//! Conversion settings.
//!
//! Every field has a default matching the conventions of the MATLAB analysis
//! suite, so a settings file only needs the values that differ:
//!
//! ```toml
//! quantities = ["UPIV", "EpsilonPIV", "xywh"]
//! exclude_marker = "alltime"
//! ```

use serde::Deserialize;
use std::fs;
use std::path::Path;

use crate::error::{Error, Result};

pub const DEFAULT_QUANTITIES: [&str; 8] = [
    "EpsilonPIV",
    "OmegaPIV",
    "UPIV",
    "xywh",
    "Overlap",
    "Coordinates",
    "TimeArray",
    "FrameArray",
];

#[derive(Debug, Clone, Deserialize, PartialEq)]
#[serde(default, deny_unknown_fields)]
pub struct Settings {
    /// Quantities extracted from every result file, in order.
    pub quantities: Vec<String>,
    /// Prefix of the single results folder inside the SAP folder.
    pub results_prefix: String,
    /// Suffix of result files.
    pub result_extension: String,
    /// Result files whose name contains this marker are skipped.
    pub exclude_marker: String,
    /// Warn about quantities missing from a result file.
    pub verbose: bool,
    pub raw_pattern: String,
    pub outlines_pattern: String,
    pub masks_pattern: String,
}

impl Default for Settings {
    fn default() -> Self {
        Self {
            quantities: DEFAULT_QUANTITIES.iter().map(|q| q.to_string()).collect(),
            results_prefix: "AOT".to_string(),
            result_extension: ".mat".to_string(),
            exclude_marker: "alltime".to_string(),
            verbose: true,
            raw_pattern: "*.tif".to_string(),
            outlines_pattern: "seg*.png".to_string(),
            masks_pattern: "roi*.png".to_string(),
        }
    }
}

impl Settings {
    pub fn from_toml(text: &str) -> Result<Self> {
        toml::from_str(text).map_err(|e| Error::Config(e.to_string()))
    }

    pub fn load(path: &Path) -> Result<Self> {
        let text = fs::read_to_string(path)
            .map_err(|e| Error::Config(format!("cannot read {}: {e}", path.display())))?;
        Self::from_toml(&text)
    }

    /// Settings file when given, defaults otherwise.
    pub fn load_or_default(path: Option<&Path>) -> Result<Self> {
        match path {
            Some(p) => Self::load(p),
            None => Ok(Self::default()),
        }
    }

    /// Replace the quantity list from a comma-separated CLI value.
    pub fn with_quantities(mut self, list: Option<&str>) -> Self {
        if let Some(list) = list {
            self.quantities = list
                .split(',')
                .map(str::trim)
                .filter(|q| !q.is_empty())
                .map(String::from)
                .collect();
        }
        self
    }
}

#[cfg(test)]
mod tests {
    use super::*;

    #[test]
    fn defaults_follow_analysis_conventions() {
        let s = Settings::default();
        assert_eq!(s.quantities.len(), 8);
        assert_eq!(s.results_prefix, "AOT");
        assert_eq!(s.exclude_marker, "alltime");
    }

    #[test]
    fn partial_file_keeps_defaults() {
        let s = Settings::from_toml("quantities = [\"UPIV\"]\nverbose = false\n").unwrap();
        assert_eq!(s.quantities, vec!["UPIV"]);
        assert!(!s.verbose);
        assert_eq!(s.result_extension, ".mat");
    }

    #[test]
    fn unknown_keys_are_rejected() {
        assert!(matches!(Settings::from_toml("quantity = 1"), Err(Error::Config(_))));
    }

    #[test]
    fn cli_quantities_override() {
        let s = Settings::default().with_quantities(Some("UPIV, xywh,"));
        assert_eq!(s.quantities, vec!["UPIV", "xywh"]);
        let s = Settings::default().with_quantities(None);
        assert_eq!(s.quantities.len(), 8);
    }
}
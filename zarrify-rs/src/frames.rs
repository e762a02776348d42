//! Frame stacks: a folder of single-frame images read into one `(n, h, w)`
//! `u8` array, and the reverse export as numbered TIFF files.

use glob::Pattern;
use ndarray::{Array2, Array3, ArrayView2, Axis};
use regex::Regex;
use std::fs;
use std::io::BufWriter;
use std::path::{Path, PathBuf};
use std::sync::LazyLock;
use tiff::decoder::{Decoder, DecodingResult};
use tiff::encoder::{colortype::Gray8, TiffEncoder};
use tiff::ColorType;
use tracing::{debug, info};

use crate::error::{Error, Result};

/// Highest frame number an exported file name can carry.
pub const MAX_FRAME_NUMBER: usize = 9999;

/// Last run of digits in a file stem.
static TRAILING_INDEX: LazyLock<Regex> =
    LazyLock::new(|| Regex::new(r"(\d+)\D*$").expect("valid trailing index regex"));

pub struct FrameStack {
    pub files: Vec<PathBuf>,
    /// `None` when no file matched.
    pub stack: Option<Array3<u8>>,
}

/// Files of `dir` whose name matches the glob `pattern`, ordered by the
/// trailing number in their stem, then by name.
pub fn list_frames(dir: &Path, pattern: &str) -> Result<Vec<PathBuf>> {
    let pattern = Pattern::new(pattern)?;
    let mut keyed = Vec::new();
    for entry in fs::read_dir(dir)? {
        let entry = entry?;
        if !entry.file_type()?.is_file() {
            continue;
        }
        let name = entry.file_name().to_string_lossy().into_owned();
        if !pattern.matches(&name) {
            continue;
        }
        let stem = Path::new(&name)
            .file_stem()
            .map(|s| s.to_string_lossy().into_owned())
            .unwrap_or_default();
        let index = TRAILING_INDEX
            .captures(&stem)
            .and_then(|cap| cap[1].parse::<u64>().ok());
        keyed.push(((index.is_none(), index, name), entry.path()));
    }
    keyed.sort_by(|a, b| a.0.cmp(&b.0));
    Ok(keyed.into_iter().map(|(_, path)| path).collect())
}

fn is_tiff(path: &Path) -> bool {
    path.extension()
        .map(|e| {
            let e = e.to_string_lossy().to_ascii_lowercase();
            e == "tif" || e == "tiff"
        })
        .unwrap_or(false)
}

fn image_error(path: &Path, message: impl ToString) -> Error {
    Error::Image {
        path: path.to_path_buf(),
        message: message.to_string(),
    }
}

/// Grey TIFF samples cast to `u8` (values above 255 wrap). Colour TIFFs are
/// left to the generic decoder.
fn read_tiff_frame(path: &Path) -> Result<Option<Array2<u8>>> {
    let file = fs::File::open(path)?;
    let mut decoder = Decoder::new(file).map_err(|e| image_error(path, e))?;
    if !matches!(decoder.colortype().map_err(|e| image_error(path, e))?, ColorType::Gray(_)) {
        return Ok(None);
    }
    let (width, height) = decoder.dimensions().map_err(|e| image_error(path, e))?;
    let pixels: Vec<u8> = match decoder.read_image().map_err(|e| image_error(path, e))? {
        DecodingResult::U8(v) => v,
        DecodingResult::U16(v) => v.into_iter().map(|p| p as u8).collect(),
        DecodingResult::U32(v) => v.into_iter().map(|p| p as u8).collect(),
        DecodingResult::U64(v) => v.into_iter().map(|p| p as u8).collect(),
        DecodingResult::I8(v) => v.into_iter().map(|p| p as u8).collect(),
        DecodingResult::I16(v) => v.into_iter().map(|p| p as u8).collect(),
        DecodingResult::I32(v) => v.into_iter().map(|p| p as u8).collect(),
        DecodingResult::F32(v) => v.into_iter().map(|p| p as u8).collect(),
        DecodingResult::F64(v) => v.into_iter().map(|p| p as u8).collect(),
        _ => return Err(image_error(path, "unsupported TIFF sample format")),
    };
    Array2::from_shape_vec((height as usize, width as usize), pixels)
        .map(Some)
        .map_err(|e| image_error(path, e))
}

fn read_image_frame(path: &Path) -> Result<Array2<u8>> {
    let luma = image::open(path).map_err(|e| image_error(path, e))?.to_luma8();
    let (width, height) = luma.dimensions();
    Array2::from_shape_vec((height as usize, width as usize), luma.into_raw())
        .map_err(|e| image_error(path, e))
}

/// Decode one frame as a 2-D `u8` array.
pub fn read_frame(path: &Path) -> Result<Array2<u8>> {
    if is_tiff(path) {
        if let Some(frame) = read_tiff_frame(path)? {
            return Ok(frame);
        }
    }
    read_image_frame(path)
}

/// Load every frame of `dir` matching `pattern`.
pub fn load_stack(dir: &Path, pattern: &str, progress: impl Fn(f64, &str)) -> Result<FrameStack> {
    let files = list_frames(dir, pattern)?;
    info!(dir = %dir.display(), pattern, count = files.len(), "found frames");
    if files.is_empty() {
        return Ok(FrameStack { files, stack: None });
    }

    let total = files.len();
    let mut stack: Option<Array3<u8>> = None;
    for (i, path) in files.iter().enumerate() {
        let frame = read_frame(path)?;
        let stack = stack.get_or_insert_with(|| {
            let (h, w) = frame.dim();
            Array3::zeros((total, h, w))
        });
        let expected = (stack.shape()[1], stack.shape()[2]);
        if frame.dim() != expected {
            return Err(Error::Shape(format!(
                "{} is {:?}, previous frames are {:?}",
                path.display(),
                frame.dim(),
                expected
            )));
        }
        stack.index_axis_mut(Axis(0), i).assign(&frame);
        progress(
            (i + 1) as f64 / total as f64,
            &format!("Loading frames {}/{}", i + 1, total),
        );
    }
    Ok(FrameStack { files, stack })
}

/// File name of exported frame `number` (1-based).
pub fn frame_file_name(base_name: &str, number: usize) -> Result<String> {
    if number > MAX_FRAME_NUMBER {
        return Err(Error::Shape(format!(
            "frame number {number} does not fit in four digits"
        )));
    }
    Ok(format!("{base_name}_{number:04}.tif"))
}

fn write_tiff_frame(path: &Path, frame: ArrayView2<u8>) -> Result<()> {
    let (h, w) = frame.dim();
    let pixels: Vec<u8> = frame.iter().copied().collect();
    let mut writer = BufWriter::new(fs::File::create(path)?);
    let mut encoder = TiffEncoder::new(&mut writer).map_err(|e| image_error(path, e))?;
    encoder
        .write_image::<Gray8>(w as u32, h as u32, &pixels)
        .map_err(|e| image_error(path, e))?;
    Ok(())
}

/// Write each frame of `stack` as `<base_name>_<NNNN>.tif` in `dir`.
pub fn save_stack(
    dir: &Path,
    base_name: &str,
    stack: &Array3<u8>,
    progress: impl Fn(f64, &str),
) -> Result<Vec<PathBuf>> {
    let total = stack.shape()[0];
    // Fail before writing anything.
    frame_file_name(base_name, total)?;
    fs::create_dir_all(dir)?;
    let mut written = Vec::with_capacity(total);
    for (i, frame) in stack.axis_iter(Axis(0)).enumerate() {
        let path = dir.join(frame_file_name(base_name, i + 1)?);
        write_tiff_frame(&path, frame)?;
        debug!(file = %path.display(), "frame exported");
        written.push(path);
        progress(
            (i + 1) as f64 / total as f64,
            &format!("Exporting frames {}/{}", i + 1, total),
        );
    }
    Ok(written)
}

#[cfg(test)]
mod tests {
    use super::*;
    use image::{GrayImage, Luma, Rgb, RgbImage};
    use tiff::encoder::colortype::Gray16;

    fn write_png(path: &Path, w: u32, h: u32, value: u8) {
        GrayImage::from_pixel(w, h, Luma([value])).save(path).unwrap();
    }

    fn file_names(files: &[PathBuf]) -> Vec<String> {
        files
            .iter()
            .map(|f| f.file_name().unwrap().to_string_lossy().into_owned())
            .collect()
    }

    #[test]
    fn frames_sort_by_embedded_number() {
        let dir = tempfile::tempdir().unwrap();
        for name in ["seg_10.png", "seg_9.png", "seg_1.png", "seg_b.png", "seg_a.png", "roi_1.png"] {
            write_png(&dir.path().join(name), 2, 2, 0);
        }
        let files = list_frames(dir.path(), "seg*.png").unwrap();
        assert_eq!(
            file_names(&files),
            ["seg_1.png", "seg_9.png", "seg_10.png", "seg_a.png", "seg_b.png"]
        );
    }

    #[test]
    fn last_number_in_stem_is_the_index() {
        let dir = tempfile::tempdir().unwrap();
        for name in ["t2_seg10.png", "t9_seg2.png", "t1_seg3_final.png"] {
            write_png(&dir.path().join(name), 2, 2, 0);
        }
        let first = list_frames(dir.path(), "*.png").unwrap();
        assert_eq!(
            file_names(&first),
            ["t9_seg2.png", "t1_seg3_final.png", "t2_seg10.png"]
        );
        assert_eq!(list_frames(dir.path(), "*.png").unwrap(), first);
    }

    #[test]
    fn no_match_gives_no_stack() {
        let dir = tempfile::tempdir().unwrap();
        let loaded = load_stack(dir.path(), "*.tif", |_, _| {}).unwrap();
        assert!(loaded.files.is_empty());
        assert!(loaded.stack.is_none());
    }

    #[test]
    fn png_stack_in_order() {
        let dir = tempfile::tempdir().unwrap();
        write_png(&dir.path().join("seg_2.png"), 3, 2, 20);
        write_png(&dir.path().join("seg_1.png"), 3, 2, 10);
        let stack = load_stack(dir.path(), "seg*.png", |_, _| {}).unwrap().stack.unwrap();
        assert_eq!(stack.shape(), &[2, 2, 3]);
        assert_eq!(stack[[0, 1, 2]], 10);
        assert_eq!(stack[[1, 0, 0]], 20);
    }

    #[test]
    fn colour_frames_become_luma() {
        let dir = tempfile::tempdir().unwrap();
        RgbImage::from_pixel(2, 2, Rgb([200, 200, 200]))
            .save(dir.path().join("roi_1.png"))
            .unwrap();
        let stack = load_stack(dir.path(), "roi*.png", |_, _| {}).unwrap().stack.unwrap();
        assert_eq!(stack[[0, 0, 0]], 200);
    }

    #[test]
    fn mismatched_frame_is_an_error() {
        let dir = tempfile::tempdir().unwrap();
        write_png(&dir.path().join("a_1.png"), 3, 2, 0);
        write_png(&dir.path().join("a_2.png"), 2, 2, 0);
        assert!(matches!(
            load_stack(dir.path(), "*.png", |_, _| {}),
            Err(Error::Shape(_))
        ));
    }

    #[test]
    fn sixteen_bit_tiff_wraps_to_u8() {
        let dir = tempfile::tempdir().unwrap();
        let path = dir.path().join("raw_1.tif");
        let mut file = fs::File::create(&path).unwrap();
        let mut encoder = TiffEncoder::new(&mut file).unwrap();
        encoder.write_image::<Gray16>(2, 1, &[300u16, 7]).unwrap();
        let frame = read_frame(&path).unwrap();
        assert_eq!(frame.as_slice().unwrap(), &[44, 7]);
    }

    #[test]
    fn export_and_reload() {
        let dir = tempfile::tempdir().unwrap();
        let stack = Array3::from_shape_fn((3, 2, 4), |(f, y, x)| (f * 50 + y * 4 + x) as u8);
        let written = save_stack(dir.path(), "wing", &stack, |_, _| {}).unwrap();
        assert_eq!(
            file_names(&written),
            ["wing_0001.tif", "wing_0002.tif", "wing_0003.tif"]
        );
        let back = load_stack(dir.path(), "*.tif", |_, _| {}).unwrap().stack.unwrap();
        assert_eq!(back, stack);
    }

    #[test]
    fn frame_numbers_are_four_digits() {
        assert_eq!(frame_file_name("a", 1).unwrap(), "a_0001.tif");
        assert_eq!(frame_file_name("a", 9999).unwrap(), "a_9999.tif");
        assert!(frame_file_name("a", 10000).is_err());
    }
}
···
__Required work__: Return one number, the count of lines in the records holding the word "matches".

__Answer section__: 5